Allah memberikan instruksi kepada Musa dan Harun untuk memperlihatkan
betapa peduli dan bertanggung jawabnya DIA kepada mereka sekaligus
memperlihatkan kemahakuasaan dan kemahakudusanNYA yang harus dihormati oleh
Musa dan seluruh bangsa itu.
Namun apa yang terjadi? Ini dia keberdosaan Musa dan Harun! Ayat 10 dan
11 membeberkan perkataan dan perbuatan yang memperlihatkan ketidak percayaan
mereka. Ketidak percayaan yang dimaksud bukanlah berarti ketidak adaan iman,
tetapi ketidak taatan. Kata ketidak percayaan dalam perikop ini menggunakan
kata Apistia
dan Apeitheia yang bermakna tidak taat, durhaka, berontak ataupun
degil. Ini merupakan kealpaan dari iman dan kepercayaannya. Musa tentunya
mengenal dan percaya kepada Allah, namun lewat suatu peristiwa atau keadaan
tertentu ia dikategorikan sebagai tidak percaya atau tidak taat dan ini adalah
dosa.
Setidaknya ada 4 kesalahan Musa dan Harun yang didasari atas ketidak
percayaan mereka kepada Allah.
Pertama, di ayat 10 disebutkan ketika mereka telah mengumpulkan bangsa
itu, mereka memurkai (marah besar) umat Israel bahkan dengan kata-kata yang
tidak senonoh dengan menyebut mereka sebagai “orang-orang durhaka”. Bayangkan,
dalam ayat yang sebelumnya jelas tertulis tidak ada sama sekali kemarahan Allah
pada bangsa itu, mengapa Musa harus seemosi itu, padahal 8 pasal sebelum Pasal
20 ditegaskan bahwa Musa adalah seorang yang sangat lembut hatinya, bahkan
dikatakan, lebih dari setiap manusia yang di atas bumi! (Bil 12 : 3).

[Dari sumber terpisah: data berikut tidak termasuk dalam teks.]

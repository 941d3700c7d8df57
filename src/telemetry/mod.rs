//! Telemetry
//!
//! Structured logging with per-operation context.

pub mod logging;

pub use logging::{
    InMemoryLogger, LogEntry, LogLevel, Logger, NoOpLogger, O365LogContext, TracingLogger,
};
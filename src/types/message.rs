//! Message Types
//!
//! Outbound message input and the Outlook REST `sendmail` wire payload.

use serde::{Deserialize, Serialize};

/// A single `To` recipient.
#[derive(Clone, Debug, Default, PartialEq, Eq, Serialize, Deserialize)]
pub struct Recipient {
    /// Recipient mailbox address.
    pub email_address: String,
}

impl Recipient {
    /// Recipient for `email_address`.
    pub fn new(email_address: impl Into<String>) -> Self {
        Self {
            email_address: email_address.into(),
        }
    }
}

impl From<&str> for Recipient {
    fn from(address: &str) -> Self {
        Self::new(address)
    }
}

/// Message to send. The body is HTML.
#[derive(Clone, Debug, Default, PartialEq, Eq, Serialize, Deserialize)]
pub struct Message {
    /// Subject line.
    pub subject: String,
    /// HTML body.
    pub body: String,
    /// `To` recipients, in order.
    pub to_recipients: Vec<Recipient>,
}

impl Message {
    /// Create a message.
    pub fn new(
        subject: impl Into<String>,
        body: impl Into<String>,
        to_recipients: Vec<Recipient>,
    ) -> Self {
        Self {
            subject: subject.into(),
            body: body.into(),
            to_recipients,
        }
    }

    /// Start a message builder.
    pub fn builder() -> crate::builders::MessageBuilder {
        crate::builders::MessageBuilder::new()
    }
}

/// `POST {mailbox}/sendmail` request body.
#[derive(Debug, Serialize)]
#[serde(rename_all = "PascalCase")]
pub struct SendMailPayload<'a> {
    pub message: PayloadMessage<'a>,
    pub save_to_sent_items: bool,
}

#[derive(Debug, Serialize)]
#[serde(rename_all = "PascalCase")]
pub struct PayloadMessage<'a> {
    pub subject: &'a str,
    pub body: ItemBody<'a>,
    pub to_recipients: Vec<PayloadRecipient<'a>>,
}

#[derive(Debug, Serialize)]
#[serde(rename_all = "PascalCase")]
pub struct ItemBody<'a> {
    pub content_type: &'static str,
    pub content: &'a str,
}

#[derive(Debug, Serialize)]
#[serde(rename_all = "PascalCase")]
pub struct PayloadRecipient<'a> {
    pub email_address: PayloadAddress<'a>,
}

#[derive(Debug, Serialize)]
#[serde(rename_all = "PascalCase")]
pub struct PayloadAddress<'a> {
    pub address: &'a str,
}

impl<'a> SendMailPayload<'a> {
    /// Build the wire payload for `message`.
    pub fn new(message: &'a Message, save_to_sent_items: bool) -> Self {
        Self {
            message: PayloadMessage {
                subject: &message.subject,
                body: ItemBody {
                    content_type: "Html",
                    content: &message.body,
                },
                to_recipients: message
                    .to_recipients
                    .iter()
                    .map(|r| PayloadRecipient {
                        email_address: PayloadAddress {
                            address: &r.email_address,
                        },
                    })
                    .collect(),
            },
            save_to_sent_items,
        }
    }
}
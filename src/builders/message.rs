//! Message Builder
//!
//! Fluent construction of [`Message`] values.
//!
//! The builder does not validate; `O365Client::send_email` checks subject,
//! body and recipients before anything goes on the wire.
//!
//! ```rust
//! use o365_mail::MessageBuilder;
//!
//! let message = MessageBuilder::new()
//!     .subject("Quarterly report")
//!     .html("<p>Attached below.</p>")
//!     .to("cfo@contoso.com")
//!     .to("ceo@contoso.com")
//!     .build();
//!
//! assert_eq!(message.to_recipients.len(), 2);
//! ```

use crate::types::{Message, Recipient};

/// Builder for [`Message`].
#[derive(Debug, Default)]
pub struct MessageBuilder {
    subject: String,
    body: String,
    to_recipients: Vec<Recipient>,
}

impl MessageBuilder {
    pub fn new() -> Self {
        Self::default()
    }

    /// Set the subject line.
    pub fn subject(mut self, subject: impl Into<String>) -> Self {
        self.subject = subject.into();
        self
    }

    /// Set the HTML body.
    pub fn html(mut self, body: impl Into<String>) -> Self {
        self.body = body.into();
        self
    }

    /// Add a `To` recipient.
    pub fn to(mut self, address: impl Into<String>) -> Self {
        self.to_recipients.push(Recipient::new(address));
        self
    }

    /// Add several `To` recipients.
    pub fn to_all<I, S>(mut self, addresses: I) -> Self
    where
        I: IntoIterator<Item = S>,
        S: Into<String>,
    {
        self.to_recipients
            .extend(addresses.into_iter().map(Recipient::new));
        self
    }

    pub fn build(self) -> Message {
        Message {
            subject: self.subject,
            body: self.body,
            to_recipients: self.to_recipients,
        }
    }
}
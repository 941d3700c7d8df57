//! Send one message using options from the environment.
//!
//! ```text
//! O365_TENANT_NAME=contoso.onmicrosoft.com \
//! O365_CLIENT_ID=... O365_CERT_THUMBPRINT=... \
//! O365_FROM_ADDRESS=noreply@contoso.com \
//! cargo run --example send_mail -- ops@contoso.com
//! ```

use o365_mail::{CancellationToken, MessageBuilder, O365AuthenticationOptions, O365Client};
use tracing_subscriber::EnvFilter;

#[tokio::main]
async fn main() -> Result<(), Box<dyn std::error::Error>> {
    tracing_subscriber::fmt()
        .with_env_filter(EnvFilter::try_from_default_env().unwrap_or_else(|_| "info".into()))
        .init();

    let recipient = std::env::args()
        .nth(1)
        .ok_or("usage: send_mail <recipient>")?;

    let options = O365AuthenticationOptions::from_env()?;
    let client = O365Client::new(options)?;

    let login = client.initialize_for_app_mail().await?;
    if !login.success() {
        return Err("login failed, see log for details".into());
    }

    let message = MessageBuilder::new()
        .subject("o365-mail test message")
        .html("<p>Sent from the <code>send_mail</code> demo.</p>")
        .to(recipient)
        .build();

    let cancel = CancellationToken::new();
    let ctrl_c = cancel.clone();
    tokio::spawn(async move {
        if tokio::signal::ctrl_c().await.is_ok() {
            ctrl_c.cancel();
        }
    });

    let result = client.send_email(&message, true, Some(&cancel)).await?;
    println!(
        "sendmail status {} ({})",
        result.status_code(),
        if result.success() { "ok" } else { "failed" }
    );

    Ok(())
}
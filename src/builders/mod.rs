//! Builders
//!
//! Fluent builders for client options and messages.

pub mod config;
pub mod message;

pub use config::{o365_options, O365OptionsBuilder};
pub use message::MessageBuilder;
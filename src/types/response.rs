//! Result Types
//!
//! Outcomes of login and send operations, plus the token endpoint response.

use serde::Deserialize;
use std::collections::HashMap;

/// Status code reported for operational failures.
pub const FAILURE_STATUS: i32 = -1;

/// Outcome of a `login*` call.
#[derive(Clone, PartialEq, Eq)]
pub struct LoginResult {
    access_token: String,
    success: bool,
    status_code: i32,
}

impl LoginResult {
    /// Result carrying `access_token`; blank tokens count as failure.
    pub fn new(access_token: impl Into<String>) -> Self {
        let access_token = access_token.into();
        let success = !access_token.trim().is_empty();
        Self {
            access_token,
            success,
            status_code: if success { 200 } else { FAILURE_STATUS },
        }
    }

    /// Failed login.
    pub fn failed() -> Self {
        Self::new(String::new())
    }

    /// Access token; empty on failure.
    pub fn access_token(&self) -> &str {
        &self.access_token
    }

    /// Whether a non-blank token was issued.
    pub fn success(&self) -> bool {
        self.success
    }

    /// 200 on success, -1 otherwise.
    pub fn status_code(&self) -> i32 {
        self.status_code
    }
}

impl std::fmt::Debug for LoginResult {
    fn fmt(&self, f: &mut std::fmt::Formatter<'_>) -> std::fmt::Result {
        f.debug_struct("LoginResult")
            .field("access_token", &"[REDACTED]")
            .field("success", &self.success)
            .field("status_code", &self.status_code)
            .finish()
    }
}

/// Outcome of a `send_email` call.
#[derive(Clone, Copy, Debug, PartialEq, Eq)]
pub struct ApiResult {
    status_code: i32,
    success: bool,
}

impl ApiResult {
    /// Result for an HTTP status; 2xx and 3xx count as success.
    pub fn new(status_code: i32) -> Self {
        Self {
            status_code,
            success: (200..400).contains(&status_code),
        }
    }

    /// Failed send that never produced a response.
    pub fn failed() -> Self {
        Self::new(FAILURE_STATUS)
    }

    /// HTTP status, or -1 when no response was received.
    pub fn status_code(&self) -> i32 {
        self.status_code
    }

    /// Whether the status is in the 2xx or 3xx range.
    pub fn success(&self) -> bool {
        self.success
    }
}

/// Token response from the Azure AD token endpoint.
#[derive(Clone, Deserialize)]
pub struct TokenResponse {
    /// Access token.
    pub access_token: String,
    /// Token type (usually "Bearer").
    #[serde(default = "default_token_type")]
    pub token_type: String,
    /// Resource the token was issued for.
    #[serde(default)]
    pub resource: Option<String>,
    /// Additional fields.
    #[serde(flatten)]
    pub extra: HashMap<String, serde_json::Value>,
}

fn default_token_type() -> String {
    "Bearer".to_string()
}

impl TokenResponse {
    /// Bearer token response.
    pub fn bearer(access_token: impl Into<String>) -> Self {
        Self {
            access_token: access_token.into(),
            token_type: default_token_type(),
            resource: None,
            extra: HashMap::new(),
        }
    }
}

impl std::fmt::Debug for TokenResponse {
    fn fmt(&self, f: &mut std::fmt::Formatter<'_>) -> std::fmt::Result {
        f.debug_struct("TokenResponse")
            .field("access_token", &"[REDACTED]")
            .field("token_type", &self.token_type)
            .field("resource", &self.resource)
            .finish()
    }
}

Apakah mentang-mentang dia sudah ketemu Allah, tidak dimurkaiNYA lalu
merasa punya backing sehingga dia kelepasan emosi kata-kata sampai sedemikian
tidak senonohnya?
Kedua, dosa melalui kata-kata dilanjutkannya lagi dengan tindakan kasar
yang membuat rantai dosanya memanjang. Ayat 11 melukiskan kemurkaan Musa dimana
dia lalu mengangkat tangannya dan memukul bukit batu dengan tongkat, bukan
hanya sekali, tapi dua kali! Artinya bertubi-tubi dan membuktikan memang dia
benar-benar marah besar. Selain jatuh ke dalam dosa karena kemarahan yang
emosional, Musa juga jatuh dalam dosa ketidak taatan. Inilah dia ketidak
percayaannya itu. Disuruh hanya bicara pada bukit batu tapi malah memukulnya
dengan sekuat tenaga. Yakobus 1 : 20 menegaskan bahwa amarah manusia tidak
mengerjakan kebenaran di hadapan Allah oleh karenanya Efesus 4 : 26
mengingatkan bahwa jika kita marah, janganlah berbuat dosa dan jangan matahari
terbenam sebelum padam kemarahan itu.
Pada bagian ini, mari kita renungkan bahwa sekalipun dari tindakan
pertama dan kedua dia sudah dalam keadaan berdosa, namun keajaiban masih bisa
terjadi. Kita harus menyadari bahwa jika Allah sudah menjanjikan terjadinya
mukjizat maka akan Dia genapi, namun waspadai juga mukjizat-mukjizat palsu
dengan dalang yang meragukan dibalik terjadinya tanda-tanda itu.
Ketiga, Kalau diperhatikan baik-baik pada ayat 10 di akhir ayat
tertulis “....apakah KAMI harus mengeluarkan air bagimu dari bukit batu ini?”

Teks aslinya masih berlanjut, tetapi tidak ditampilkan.